START Supplied data

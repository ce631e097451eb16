/// Compute L2 norm of a vector.
fn l2_norm(v: &[f32]) -> f32 {
    v.iter().map(|x| x * x).sum::<f32>().sqrt()
}

/// Cosine similarity between two vectors of the same length.
///
/// Returns `0.0` when either vector has zero magnitude. Vectors of different
/// lengths are compared over their common prefix; callers are expected to
/// check dimensions first.
pub fn cosine_similarity(a: &[f32], b: &[f32]) -> f32 {
    let norm_a = l2_norm(a);
    let norm_b = l2_norm(b);
    if norm_a == 0.0 || norm_b == 0.0 {
        return 0.0;
    }

    let dot_product: f32 = a.iter().zip(b.iter()).map(|(x, y)| x * y).sum();
    dot_product / (norm_a * norm_b)
}

#[cfg(test)]
mod tests {
    use super::*;

    const EPS: f32 = 1e-5;

    #[test]
    fn test_identical_vectors() {
        let v = vec![0.3, -1.2, 4.0, 0.0, 2.5];
        assert!((cosine_similarity(&v, &v) - 1.0).abs() < EPS);
    }

    #[test]
    fn test_opposite_vectors() {
        let v = vec![0.3, -1.2, 4.0, 0.0, 2.5];
        let neg: Vec<f32> = v.iter().map(|x| -x).collect();
        assert!((cosine_similarity(&v, &neg) + 1.0).abs() < EPS);
    }

    #[test]
    fn test_orthogonal_vectors() {
        assert!(cosine_similarity(&[1.0, 0.0], &[0.0, 3.0]).abs() < EPS);
    }

    #[test]
    fn test_zero_vector() {
        let zero = vec![0.0; 4];
        let other = vec![1.0, 2.0, 3.0, 4.0];
        assert_eq!(cosine_similarity(&zero, &other), 0.0);
        assert_eq!(cosine_similarity(&other, &zero), 0.0);
        assert_eq!(cosine_similarity(&zero, &zero), 0.0);
    }

    #[test]
    fn test_symmetric() {
        let a = vec![0.9, 0.1, -0.4];
        let b = vec![0.2, 0.7, 0.5];
        assert_eq!(cosine_similarity(&a, &b), cosine_similarity(&b, &a));
    }

    #[test]
    fn test_magnitude_independent() {
        let a = vec![1.0, 2.0, 3.0];
        let scaled: Vec<f32> = a.iter().map(|x| x * 10.0).collect();
        let b = vec![3.0, 2.0, 1.0];
        assert!((cosine_similarity(&a, &b) - cosine_similarity(&scaled, &b)).abs() < EPS);
    }
}
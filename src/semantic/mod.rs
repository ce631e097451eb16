//! Photo similarity pipeline.
//!
//! # Architecture
//!
//! - `vector_math`: cosine similarity
//! - `embeddings`: embedding client trait and the in-process fastembed model
//! - `remote`: HTTP embedding client
//! - `ingest`: vector generation on record creation
//! - `search`: top-K ranking of stored records against a query photo

pub mod embeddings;
pub mod ingest;
pub mod remote;
pub mod search;
pub mod vector_math;

#[cfg(feature = "local-embeddings")]
pub use embeddings::LocalEmbedder;
pub use embeddings::EmbeddingClient;
pub use ingest::{IngestOutcome, RecordCreated, VectorIngestionHandler};
pub use remote::RemoteEmbedder;
pub use search::{SearchError, SearchRequest, SimilarAnimal, SimilaritySearchHandler};

/// Default local image embedding model
pub const DEFAULT_MODEL: &str = "clip-vit-b-32";
use crate::{
    semantic::{search::DEFAULT_TOP_K, DEFAULT_MODEL},
    storage::{self, BlobStore},
};
use anyhow::{bail, Context};
use serde::{Deserialize, Serialize};
use std::path::{Path, PathBuf};

const CONFIG_FILE: &str = "config.yaml";

const INGEST_MAX_THREADS: u16 = 4;
const DEFAULT_LISTEN_ADDR: &str = "0.0.0.0:8080";
const DEFAULT_PHOTO_FOLDER: &str = "animals";
/// Default embedding request timeout in seconds
const DEFAULT_TIMEOUT_SECS: u64 = 30;
const DEFAULT_TOKEN_ENV: &str = "PETMATCH_EMBEDDING_TOKEN";

#[derive(Clone, Copy, Debug, Default, PartialEq, Eq, Serialize, Deserialize)]
#[serde(rename_all = "lowercase")]
pub enum EmbeddingProvider {
    /// Hosted model reached over HTTP
    #[default]
    Remote,
    /// In-process fastembed model
    Local,
}

/// Configuration of the embedding model
#[derive(Clone, Debug, Serialize, Deserialize)]
pub struct EmbeddingConfig {
    #[serde(default)]
    pub provider: EmbeddingProvider,

    /// Predict endpoint of the hosted model
    #[serde(default)]
    pub endpoint: Option<String>,

    /// Name of the environment variable holding a bearer token for `endpoint`
    #[serde(default = "default_token_env")]
    pub api_token_env: String,

    /// Timeout for a single embedding request in seconds
    #[serde(default = "default_timeout_secs")]
    pub timeout_secs: u64,

    /// Local model name (e.g., "clip-vit-b-32")
    #[serde(default = "default_model")]
    pub model: String,

    /// Expected embedding length; vectors of any other length are rejected
    #[serde(default)]
    pub dimensions: Option<usize>,
}

impl Default for EmbeddingConfig {
    fn default() -> Self {
        Self {
            provider: EmbeddingProvider::default(),
            endpoint: None,
            api_token_env: DEFAULT_TOKEN_ENV.to_string(),
            timeout_secs: DEFAULT_TIMEOUT_SECS,
            model: DEFAULT_MODEL.to_string(),
            dimensions: None,
        }
    }
}

fn default_token_env() -> String {
    DEFAULT_TOKEN_ENV.to_string()
}

fn default_timeout_secs() -> u64 {
    DEFAULT_TIMEOUT_SECS
}

fn default_model() -> String {
    DEFAULT_MODEL.to_string()
}

#[derive(Clone, Debug, Serialize, Deserialize)]
pub struct SearchConfig {
    /// Number of matches returned per search
    #[serde(default = "default_top_k")]
    pub top_k: usize,
}

impl Default for SearchConfig {
    fn default() -> Self {
        Self {
            top_k: DEFAULT_TOP_K,
        }
    }
}

fn default_top_k() -> usize {
    DEFAULT_TOP_K
}

#[derive(Clone, Debug, Serialize, Deserialize)]
pub struct Config {
    #[serde(default = "default_listen_addr")]
    pub listen_addr: String,
    #[serde(default = "ingest_max_threads")]
    pub ingest_max_threads: u16,
    /// Blob folder holding animal photos
    #[serde(default = "default_photo_folder")]
    pub photo_folder: String,
    #[serde(default)]
    pub search: SearchConfig,
    #[serde(default)]
    pub embedding: EmbeddingConfig,

    #[serde(skip_serializing, skip_deserializing)]
    base_path: PathBuf,
}

impl Default for Config {
    fn default() -> Self {
        Self {
            listen_addr: default_listen_addr(),
            ingest_max_threads: INGEST_MAX_THREADS,
            photo_folder: default_photo_folder(),
            search: SearchConfig::default(),
            embedding: EmbeddingConfig::default(),
            base_path: PathBuf::new(),
        }
    }
}

fn default_listen_addr() -> String {
    DEFAULT_LISTEN_ADDR.to_string()
}

fn ingest_max_threads() -> u16 {
    INGEST_MAX_THREADS
}

fn default_photo_folder() -> String {
    DEFAULT_PHOTO_FOLDER.to_string()
}

impl Config {
    pub fn validate(&self) -> anyhow::Result<()> {
        if self.ingest_max_threads == 0 || self.ingest_max_threads > 100 {
            bail!(
                "ingest_max_threads must be between 1 and 100, got {}",
                self.ingest_max_threads
            );
        }

        let folder = self.photo_folder.trim();
        if folder.is_empty() || folder.contains('/') || folder == "." || folder == ".." {
            bail!(
                "photo_folder must be a single folder name, got {:?}",
                self.photo_folder
            );
        }

        if self.search.top_k == 0 {
            bail!("search.top_k must be greater than 0");
        }

        let emb = &self.embedding;
        if emb.timeout_secs == 0 {
            bail!("embedding.timeout_secs must be greater than 0");
        }

        if emb.dimensions == Some(0) {
            bail!("embedding.dimensions must be greater than 0");
        }

        if emb.provider == EmbeddingProvider::Remote {
            let endpoint = emb
                .endpoint
                .as_deref()
                .context("embedding.endpoint is required when embedding.provider is 'remote'")?;
            url::Url::parse(endpoint)
                .with_context(|| format!("embedding.endpoint {endpoint:?} is not a valid url"))?;
        }

        Ok(())
    }

    /// Load `config.yaml` from `base_path`, writing defaults if it does not exist.
    pub fn load_with(base_path: impl AsRef<Path>) -> anyhow::Result<Self> {
        let store = storage::BackendLocal::new(base_path.as_ref())
            .context("failed to create config directory")?;

        // create new if does not exist
        if !store.exists(CONFIG_FILE) {
            log::info!("writing default config to {}", base_path.as_ref().display());
            store.write(
                CONFIG_FILE,
                serde_yml::to_string(&Self::default())?.as_bytes(),
            )?;
        }

        let config_str = String::from_utf8(store.read(CONFIG_FILE)?)
            .context("config file is not valid utf8")?;
        let mut config: Self = serde_yml::from_str(&config_str).context("config is malformed")?;

        config.base_path = base_path.as_ref().to_path_buf();

        // resave in case config version needs an upgrade
        if config_str != serde_yml::to_string(&config)? {
            config.save()?;
        }

        Ok(config)
    }

    pub fn save(&self) -> anyhow::Result<()> {
        let store = storage::BackendLocal::new(&self.base_path)?;

        let config_str = serde_yml::to_string(&self)?;
        store.write(CONFIG_FILE, config_str.as_bytes())?;
        Ok(())
    }

    /// Bearer token for the embedding endpoint, read from the configured env var.
    pub fn embedding_token(&self) -> Option<String> {
        std::env::var(&self.embedding.api_token_env)
            .ok()
            .map(|t| t.trim().to_string())
            .filter(|t| !t.is_empty())
    }
}
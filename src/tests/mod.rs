mod support;
mod web;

END Supplied data

* Action item
Check each line in the records above for the word "usize". Return those that have it.

* Problem solution
    pub dimensions: Option<usize>,
    pub top_k: usize,
fn default_top_k() -> usize {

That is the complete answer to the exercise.